Instructions to follow — Where a line contains the word "targets", copy that line from the records below.

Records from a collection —
//! Per-dex derived state. Everything here is built at most once per
//! session behind a `OnceCell` and is read-only afterwards; concurrent
//! first-use requests collapse to a single build.

use std::collections::HashMap;

use log::debug;
use once_cell::sync::OnceCell;

use crate::file::{DexContainer, DexFile, InvokeKind};
use crate::walker;
use crate::Result;

/// Declared method: where it lives and whether it has code.
#[derive(Debug, Clone, Copy)]
pub struct MethodDef {
    pub class_def_idx: u32,
    pub access_flags: u32,
    pub code_off: u32,
    pub is_direct: bool,
}

/// Declared field.
#[derive(Debug, Clone, Copy)]
pub struct FieldDef {
    pub class_def_idx: u32,
    pub access_flags: u32,
    pub is_static: bool,
}

/// Member tables out of every class_data_item, indexed by dex-local
/// method/field id. Ids referring to classes outside this dex stay `None`.
#[derive(Debug, Default)]
pub struct MemberIndex {
    pub methods: Vec<Option<MethodDef>>,
    pub fields: Vec<Option<FieldDef>>,
    pub class_methods: Vec<Vec<u32>>,
    pub class_fields: Vec<Vec<u32>>,
}

/// Reverse indexes derived from one walk over every method body.
#[derive(Debug, Default)]
pub struct CodeIndex {
    /// method -> string ids used, source order, de-duplicated
    pub method_strings: Vec<Vec<u32>>,
    /// method -> static invoke targets, source order
    pub method_invokes: Vec<Vec<(InvokeKind, u32)>>,
    /// method -> fields read / written, source order
    pub method_field_reads: Vec<Vec<u32>>,
    pub method_field_writes: Vec<Vec<u32>>,

    /// string id -> methods using it, ascending
    pub string_methods: HashMap<u32, Vec<u32>>,
    /// callee -> callers, ascending
    pub method_callers: HashMap<u32, Vec<u32>>,
    /// field -> readers / writers, ascending
    pub field_readers: HashMap<u32, Vec<u32>>,
    pub field_writers: HashMap<u32, Vec<u32>>,
}

/// Lazily built caches for one dex image.
#[derive(Default)]
pub struct DexCache {
    strings: OnceCell<Vec<String>>,
    members: OnceCell<MemberIndex>,
    code: OnceCell<CodeIndex>,
    class_map: OnceCell<HashMap<String, u32>>,
}

impl DexCache {
    /// Decoded string pool, indexed by string id.
    pub fn strings<'a, C: DexContainer<'a>>(&self, dex: &DexFile<'a, C>) -> Result<&[String]> {
        self.strings
            .get_or_try_init(|| {
                let mut pool = Vec::with_capacity(dex.num_string_ids() as usize);
                for idx in 0..dex.num_string_ids() {
                    pool.push(dex.get_utf16_str_lossy_at(idx)?);
                }
                debug!("{}: decoded {} strings", dex.get_location(), pool.len());
                Ok(pool)
            })
            .map(|v| v.as_slice())
    }

    pub fn members<'a, C: DexContainer<'a>>(&self, dex: &DexFile<'a, C>) -> Result<&MemberIndex> {
        self.members.get_or_try_init(|| {
            let mut index = MemberIndex {
                methods: vec![None; dex.num_method_ids() as usize],
                fields: vec![None; dex.num_field_ids() as usize],
                class_methods: vec![Vec::new(); dex.num_class_defs() as usize],
                class_fields: vec![Vec::new(); dex.num_class_defs() as usize],
            };
            for (class_def_idx, class_def) in dex.get_class_defs().iter().enumerate() {
                let members = match dex.get_class_members(class_def.class_data_off)? {
                    Some(members) => members,
                    None => continue,
                };
                for field in &members.fields {
                    if let Some(slot) = index.fields.get_mut(field.field_idx as usize) {
                        *slot = Some(FieldDef {
                            class_def_idx: class_def_idx as u32,
                            access_flags: field.access_flags,
                            is_static: field.is_static,
                        });
                        index.class_fields[class_def_idx].push(field.field_idx);
                    }
                }
                for method in &members.methods {
                    if let Some(slot) = index.methods.get_mut(method.method_idx as usize) {
                        *slot = Some(MethodDef {
                            class_def_idx: class_def_idx as u32,
                            access_flags: method.access_flags,
                            code_off: method.code_off,
                            is_direct: method.is_direct,
                        });
                        index.class_methods[class_def_idx].push(method.method_idx);
                    }
                }
            }
            Ok(index)
        })
    }

    /// Code-derived reverse indexes; builds the member index first. One
    /// walk over every method body populates all tables atomically.
    pub fn code<'a, C: DexContainer<'a>>(&self, dex: &DexFile<'a, C>) -> Result<&CodeIndex> {
        let members = self.members(dex)?;
        self.code.get_or_try_init(|| {
            let num_methods = dex.num_method_ids() as usize;
            let mut index = CodeIndex {
                method_strings: vec![Vec::new(); num_methods],
                method_invokes: vec![Vec::new(); num_methods],
                method_field_reads: vec![Vec::new(); num_methods],
                method_field_writes: vec![Vec::new(); num_methods],
                ..CodeIndex::default()
            };

            for (method_idx, def) in members.methods.iter().enumerate() {
                let code_off = match def {
                    Some(def) if def.code_off != 0 => def.code_off,
                    _ => continue,
                };
                let accessor = dex.get_code_item_accessor(code_off)?;
                let refs = walker::collect_refs(&accessor)?;
                let method_idx = method_idx as u32;

                for &string_idx in &refs.strings {
                    index
                        .string_methods
                        .entry(string_idx)
                        .or_default()
                        .push(method_idx);
                }
                for &(_, callee) in &refs.invokes {
                    let callers = index.method_callers.entry(callee).or_default();
                    if callers.last() != Some(&method_idx) {
                        callers.push(method_idx);
                    }
                }
                for &field_idx in &refs.field_reads {
                    let readers = index.field_readers.entry(field_idx).or_default();
                    if readers.last() != Some(&method_idx) {
                        readers.push(method_idx);
                    }
                }
                for &field_idx in &refs.field_writes {
                    let writers = index.field_writers.entry(field_idx).or_default();
                    if writers.last() != Some(&method_idx) {
                        writers.push(method_idx);
                    }
                }

                index.method_strings[method_idx as usize] = refs.strings;
                index.method_invokes[method_idx as usize] = refs.invokes;
                index.method_field_reads[method_idx as usize] = refs.field_reads;
                index.method_field_writes[method_idx as usize] = refs.field_writes;
            }
            debug!(
                "{}: code index over {} strings, {} call targets",
                dex.get_location(),
                index.string_methods.len(),
                index.method_callers.len()
            );
            Ok(index)
        })
    }

    /// Type descriptor -> class def index.
    pub fn class_map<'a, C: DexContainer<'a>>(
        &self,
        dex: &DexFile<'a, C>,
    ) -> Result<&HashMap<String, u32>> {
        self.class_map.get_or_try_init(|| {
            let mut map = HashMap::with_capacity(dex.num_class_defs() as usize);
            for (idx, class_def) in dex.get_class_defs().iter().enumerate() {
                map.insert(dex.get_class_desc(class_def)?, idx as u32);
            }
            Ok(map)
        })
    }

    /// Eagerly builds every index.
    pub fn warm<'a, C: DexContainer<'a>>(&self, dex: &DexFile<'a, C>) -> Result<()> {
        self.strings(dex)?;
        self.members(dex)?;
        self.code(dex)?;
        self.class_map(dex)?;
        Ok(())
    }
}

Solution for this exercise —
    /// method -> static invoke targets, source order
                "{}: code index over {} strings, {} call targets",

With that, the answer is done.